# Excerpted records

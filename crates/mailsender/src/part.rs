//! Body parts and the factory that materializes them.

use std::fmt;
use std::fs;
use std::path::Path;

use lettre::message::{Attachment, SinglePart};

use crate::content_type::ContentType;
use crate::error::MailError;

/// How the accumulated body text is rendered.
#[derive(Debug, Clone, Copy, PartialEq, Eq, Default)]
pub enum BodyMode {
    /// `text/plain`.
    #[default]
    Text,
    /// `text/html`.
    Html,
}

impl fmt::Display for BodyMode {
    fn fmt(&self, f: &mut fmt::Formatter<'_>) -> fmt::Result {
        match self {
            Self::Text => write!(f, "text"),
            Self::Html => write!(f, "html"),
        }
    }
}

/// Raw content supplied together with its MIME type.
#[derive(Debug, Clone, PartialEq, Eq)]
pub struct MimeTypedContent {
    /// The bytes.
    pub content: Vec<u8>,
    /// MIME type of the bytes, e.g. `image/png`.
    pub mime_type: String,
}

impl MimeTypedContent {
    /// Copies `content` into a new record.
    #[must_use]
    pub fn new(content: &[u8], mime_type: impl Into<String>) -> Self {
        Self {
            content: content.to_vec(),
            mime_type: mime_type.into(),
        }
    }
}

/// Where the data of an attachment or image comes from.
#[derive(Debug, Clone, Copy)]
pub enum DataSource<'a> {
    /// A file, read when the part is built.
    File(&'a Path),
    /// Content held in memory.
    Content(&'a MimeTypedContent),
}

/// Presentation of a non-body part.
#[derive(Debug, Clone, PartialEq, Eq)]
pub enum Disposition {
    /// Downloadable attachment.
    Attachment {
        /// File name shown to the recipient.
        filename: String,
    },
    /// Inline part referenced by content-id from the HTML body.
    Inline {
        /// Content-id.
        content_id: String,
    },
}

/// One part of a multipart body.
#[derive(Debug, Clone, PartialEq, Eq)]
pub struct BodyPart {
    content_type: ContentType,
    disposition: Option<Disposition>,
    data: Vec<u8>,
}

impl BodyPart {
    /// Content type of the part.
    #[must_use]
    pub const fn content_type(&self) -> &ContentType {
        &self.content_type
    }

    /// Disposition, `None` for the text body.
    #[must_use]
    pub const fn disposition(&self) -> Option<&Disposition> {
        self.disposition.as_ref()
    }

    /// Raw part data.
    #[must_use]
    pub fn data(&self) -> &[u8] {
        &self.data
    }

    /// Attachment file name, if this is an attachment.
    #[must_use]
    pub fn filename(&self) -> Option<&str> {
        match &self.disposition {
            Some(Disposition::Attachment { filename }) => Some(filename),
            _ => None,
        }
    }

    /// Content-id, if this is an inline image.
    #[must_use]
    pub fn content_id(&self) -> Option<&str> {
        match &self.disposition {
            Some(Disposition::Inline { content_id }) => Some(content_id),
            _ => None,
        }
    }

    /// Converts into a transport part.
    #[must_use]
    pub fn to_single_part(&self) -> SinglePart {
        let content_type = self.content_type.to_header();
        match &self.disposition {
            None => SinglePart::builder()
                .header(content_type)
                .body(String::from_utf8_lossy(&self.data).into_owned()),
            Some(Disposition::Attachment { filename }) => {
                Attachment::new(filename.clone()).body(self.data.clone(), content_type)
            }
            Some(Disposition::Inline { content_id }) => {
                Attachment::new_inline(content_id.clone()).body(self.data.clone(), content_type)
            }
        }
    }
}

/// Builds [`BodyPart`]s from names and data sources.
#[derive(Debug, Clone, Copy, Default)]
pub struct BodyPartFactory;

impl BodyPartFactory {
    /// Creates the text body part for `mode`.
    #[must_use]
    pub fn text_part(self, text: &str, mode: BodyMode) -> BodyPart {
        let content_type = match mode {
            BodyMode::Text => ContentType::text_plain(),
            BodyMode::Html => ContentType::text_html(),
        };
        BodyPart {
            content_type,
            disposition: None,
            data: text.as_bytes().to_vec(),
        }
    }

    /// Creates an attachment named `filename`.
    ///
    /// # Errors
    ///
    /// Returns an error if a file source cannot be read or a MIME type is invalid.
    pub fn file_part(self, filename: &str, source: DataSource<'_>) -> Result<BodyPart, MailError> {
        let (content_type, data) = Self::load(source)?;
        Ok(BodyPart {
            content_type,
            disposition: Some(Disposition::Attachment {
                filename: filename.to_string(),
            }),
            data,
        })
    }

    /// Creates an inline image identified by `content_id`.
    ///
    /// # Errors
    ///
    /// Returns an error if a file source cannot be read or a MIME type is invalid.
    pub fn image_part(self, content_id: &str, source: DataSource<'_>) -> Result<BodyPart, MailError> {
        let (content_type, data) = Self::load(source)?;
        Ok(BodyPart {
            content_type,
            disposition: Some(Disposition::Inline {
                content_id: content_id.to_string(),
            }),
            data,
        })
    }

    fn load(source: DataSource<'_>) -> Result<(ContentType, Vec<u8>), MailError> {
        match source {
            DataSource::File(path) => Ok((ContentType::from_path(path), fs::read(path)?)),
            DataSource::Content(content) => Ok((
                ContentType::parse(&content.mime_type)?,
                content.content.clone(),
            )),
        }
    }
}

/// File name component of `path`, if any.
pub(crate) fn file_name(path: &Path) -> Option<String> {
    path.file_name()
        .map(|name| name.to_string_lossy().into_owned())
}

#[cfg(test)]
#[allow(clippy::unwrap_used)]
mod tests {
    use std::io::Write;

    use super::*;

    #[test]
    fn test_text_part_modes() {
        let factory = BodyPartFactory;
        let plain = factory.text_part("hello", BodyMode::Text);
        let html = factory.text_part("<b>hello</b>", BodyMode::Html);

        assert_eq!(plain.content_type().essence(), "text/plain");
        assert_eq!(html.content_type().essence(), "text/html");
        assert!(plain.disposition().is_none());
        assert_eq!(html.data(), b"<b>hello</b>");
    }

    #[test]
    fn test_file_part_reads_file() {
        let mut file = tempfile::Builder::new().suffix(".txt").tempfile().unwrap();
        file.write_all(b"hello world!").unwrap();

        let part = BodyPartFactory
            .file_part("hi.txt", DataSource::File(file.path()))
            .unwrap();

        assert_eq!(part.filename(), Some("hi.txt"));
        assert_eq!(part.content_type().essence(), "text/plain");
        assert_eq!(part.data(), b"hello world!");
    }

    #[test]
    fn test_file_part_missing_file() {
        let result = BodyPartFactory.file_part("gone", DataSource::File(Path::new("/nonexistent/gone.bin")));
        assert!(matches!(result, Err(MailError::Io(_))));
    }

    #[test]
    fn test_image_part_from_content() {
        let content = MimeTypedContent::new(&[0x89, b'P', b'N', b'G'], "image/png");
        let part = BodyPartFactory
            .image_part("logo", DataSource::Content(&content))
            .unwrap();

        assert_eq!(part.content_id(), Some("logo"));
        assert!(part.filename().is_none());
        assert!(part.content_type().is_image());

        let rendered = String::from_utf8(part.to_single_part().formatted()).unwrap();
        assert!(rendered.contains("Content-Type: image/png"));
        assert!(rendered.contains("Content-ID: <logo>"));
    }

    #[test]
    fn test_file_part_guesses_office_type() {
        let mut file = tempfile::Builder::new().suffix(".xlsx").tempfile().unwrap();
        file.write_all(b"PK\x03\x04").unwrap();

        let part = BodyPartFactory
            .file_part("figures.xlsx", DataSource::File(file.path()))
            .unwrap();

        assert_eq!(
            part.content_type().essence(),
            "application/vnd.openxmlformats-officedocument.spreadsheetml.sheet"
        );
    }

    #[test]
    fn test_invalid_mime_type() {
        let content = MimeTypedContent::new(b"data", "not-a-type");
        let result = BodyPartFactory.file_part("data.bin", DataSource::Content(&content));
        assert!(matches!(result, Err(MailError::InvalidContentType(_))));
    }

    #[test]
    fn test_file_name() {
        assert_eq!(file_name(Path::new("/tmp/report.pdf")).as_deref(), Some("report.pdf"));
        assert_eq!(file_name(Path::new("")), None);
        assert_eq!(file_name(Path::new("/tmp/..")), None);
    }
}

# How to complete this task
Start at the first line of the entries and stop at the line with "its MIME type.". Retype each of those lines exactly, both ends included.

# Your solution
filename crates/mailsender/src/part.rs
//! Body parts and the factory that materializes them.

use std::fmt;
use std::fs;
use std::path::Path;

use lettre::message::{Attachment, SinglePart};

use crate::content_type::ContentType;
use crate::error::MailError;

/// How the accumulated body text is rendered.
#[derive(Debug, Clone, Copy, PartialEq, Eq, Default)]
pub enum BodyMode {
    /// `text/plain`.
    #[default]
    Text,
    /// `text/html`.
    Html,
}

impl fmt::Display for BodyMode {
    fn fmt(&self, f: &mut fmt::Formatter<'_>) -> fmt::Result {
        match self {
            Self::Text => write!(f, "text"),
            Self::Html => write!(f, "html"),
        }
    }
}

/// Raw content supplied together with its MIME type.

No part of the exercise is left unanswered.